OK, so that's a bit harsh. I'll be charitable and call it a Big Fib. You have heard it, or read it, probably many times over. Seems like we often hear, "It flew beautifully, didn't even need any trim!". Magazine articles on kit reviews or new designs like to use the big fib. Too often we read: "It practically flew right off the drawing board." or, "The maiden flight was a dream, it didn't even need the transmitter trims changed." A minor variation is the "All it took was two clicks of left rudder and it flew great." or, "It trimmed perfectly on the transmitter".

Don't you believe it! It is a rare event that a new airplane flys well without trim changes. It may be a proven design, properly constructed, balanced and set up according to the instructions... But, the designer can't know everything about the way it was built and the way it will be flown. It can, and SHOULD BE, trimmed, adjusted, and changed to make it fly more the way YOU want it too. The recommendations in the instructions are a good place to start, and make it highly likely that your new craft will survive its test flight. So after that first flight, now what?

TRANSMITTER TRIMS- If some of them are not close to centered, adjust that control surface so they will be closer to center. Make small adjustments at a time, one to three turns on the clevis. Adjust all control surfaces, and the nose wheel. If all the trim lever travel has been used, it will probably take three turns to get it close to center.

CONTROL SURFACE THROW- Reduce control throws on the rudder and ailerons if they are too sensitive. Make the reductions a little bit, move one hole on control horns or about three turns on the threaded stud type control horns often used on ailerons. If some controls were not very effective, or not sensitive enough, increase the throw a little. If the elevator is too sensitive, there are two possibilities- 1) Reduce elevator throw, or 2) Move the balance point, CG or Center of Gravity, forward. If the plane flew smoothly, but was sensitive to small amounts of elevator stick, then reduce the elevator throw a little. If the plane was smooth and landed going fast with most of the up elevator being used, increase the throw a little. If the plane tended to climb, would not settle into stable flight, tended to balloon on landing, or needs down elevator trim, then you likely have a tail heavy plane and need to move the CG forward. See the next paragraph.
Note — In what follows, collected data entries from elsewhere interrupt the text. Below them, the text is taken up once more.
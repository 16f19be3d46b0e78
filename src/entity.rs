// Copyright 2024 Saptak Santra
//
// Licensed under the Apache License, Version 2.0 (the "License");
// you may not use this file except in compliance with the License.
// You may obtain a copy of the License at
//
//     http://www.apache.org/licenses/LICENSE-2.0
//
// Unless required by applicable law or agreed to in writing, software
// distributed under the License is distributed on an "AS IS" BASIS,
// WITHOUT WARRANTIES OR CONDITIONS OF ANY KIND, either express or implied.
// See the License for the specific language governing permissions and
// limitations under the License.

//! Entity identifiers, registry records and location metadata.

use std::fmt;

use ahash::AHashMap;

use crate::archetype::ArchetypeId;

/// Unique entity identifier.
///
/// Ids are handed out monotonically by the [`EntityRegistry`] and are never
/// reused, so a stale id can always be told apart from a live one.
#[derive(Debug, Clone, Copy, PartialEq, Eq, PartialOrd, Ord, Hash)]
pub struct Entity(u64);

impl Entity {
    /// Raw numeric id
    pub fn id(self) -> u64 {
        self.0
    }

    pub(crate) fn from_raw(id: u64) -> Self {
        Entity(id)
    }
}

impl fmt::Display for Entity {
    fn fmt(&self, f: &mut fmt::Formatter<'_>) -> fmt::Result {
        write!(f, "#{}", self.0)
    }
}

/// How an entity was created
#[derive(Debug, Clone, Copy, PartialEq, Eq)]
pub enum EntityKind {
    Entity,
    Component,
    Flag,
}

/// Who may add, set or remove a key on other entities
#[derive(Debug, Clone, Copy, PartialEq, Eq, Default)]
pub enum Access {
    #[default]
    Public,
    /// External `set` is rejected; `add`/`remove` are allowed
    Readonly,
    /// External `add`/`set`/`remove` are rejected
    Protected,
}

#[derive(Debug, Clone, Copy, PartialEq, Eq)]
pub enum LifeState {
    Alive,
    Deleting,
}

/// Entity location in archetype (archetype_id, row)
#[derive(Debug, Clone, Copy, PartialEq, Eq)]
pub struct EntityLocation {
    pub archetype_id: ArchetypeId,
    pub archetype_row: usize,
}

/// Per-entity bookkeeping
#[derive(Debug, Clone)]
pub struct EntityRecord {
    pub name: Option<String>,
    pub kind: EntityKind,
    pub access: Access,
    pub state: LifeState,
    pub location: EntityLocation,
}

/// Issues ids and tracks every live entity.
#[derive(Debug)]
pub struct EntityRegistry {
    next_id: u64,
    records: AHashMap<Entity, EntityRecord>,
}

impl EntityRegistry {
    pub fn new() -> Self {
        Self {
            next_id: 1,
            records: AHashMap::with_capacity(256),
        }
    }

    /// Reserve a fresh id. The entity is not live until [`insert`](Self::insert).
    pub fn allocate(&mut self) -> Entity {
        let entity = Entity(self.next_id);
        self.next_id += 1;
        entity
    }

    pub fn insert(&mut self, entity: Entity, record: EntityRecord) {
        debug_assert!(entity.0 < self.next_id, "entity {entity} was not allocated");
        self.records.insert(entity, record);
    }

    pub fn remove(&mut self, entity: Entity) -> Option<EntityRecord> {
        self.records.remove(&entity)
    }

    pub fn get(&self, entity: Entity) -> Option<&EntityRecord> {
        self.records.get(&entity)
    }

    pub fn get_mut(&mut self, entity: Entity) -> Option<&mut EntityRecord> {
        self.records.get_mut(&entity)
    }

    pub fn location(&self, entity: Entity) -> Option<EntityLocation> {
        self.records.get(&entity).map(|record| record.location)
    }

    pub fn set_location(&mut self, entity: Entity, location: EntityLocation) {
        if let Some(record) = self.records.get_mut(&entity) {
            record.location = location;
        }
    }

    /// Alive or currently being deleted
    pub fn is_live(&self, entity: Entity) -> bool {
        self.records.contains_key(&entity)
    }

    pub fn is_deleting(&self, entity: Entity) -> bool {
        self.records
            .get(&entity)
            .is_some_and(|record| record.state == LifeState::Deleting)
    }

    /// Issued at some point but no longer live
    pub fn is_deleted(&self, entity: Entity) -> bool {
        entity.0 != 0 && entity.0 < self.next_id && !self.records.contains_key(&entity)
    }

    /// Look up a live entity by raw id
    pub fn from_id(&self, id: u64) -> Option<Entity> {
        let entity = Entity(id);
        self.records.contains_key(&entity).then_some(entity)
    }

    pub fn len(&self) -> usize {
        self.records.len()
    }

    pub fn is_empty(&self) -> bool {
        self.records.is_empty()
    }
}

impl Default for EntityRegistry {
    fn default() -> Self {
        Self::new()
    }
}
CG/CENTER OF GRAVITY/BALANCE POINT- Tail heavy airplanes are tough to fly even for an experienced pilot. They have lots of bad habits- a tendency to lift off at too low an airspeed, balloon on landing, resist being trimmed for level flight, and so on. Move the CG forward to reduce those things. Add nose weight, or shift the battery or other equipment forward in the fuselage. If it means adding weight to your plane, do it. This is one case where the added weight is well worth it.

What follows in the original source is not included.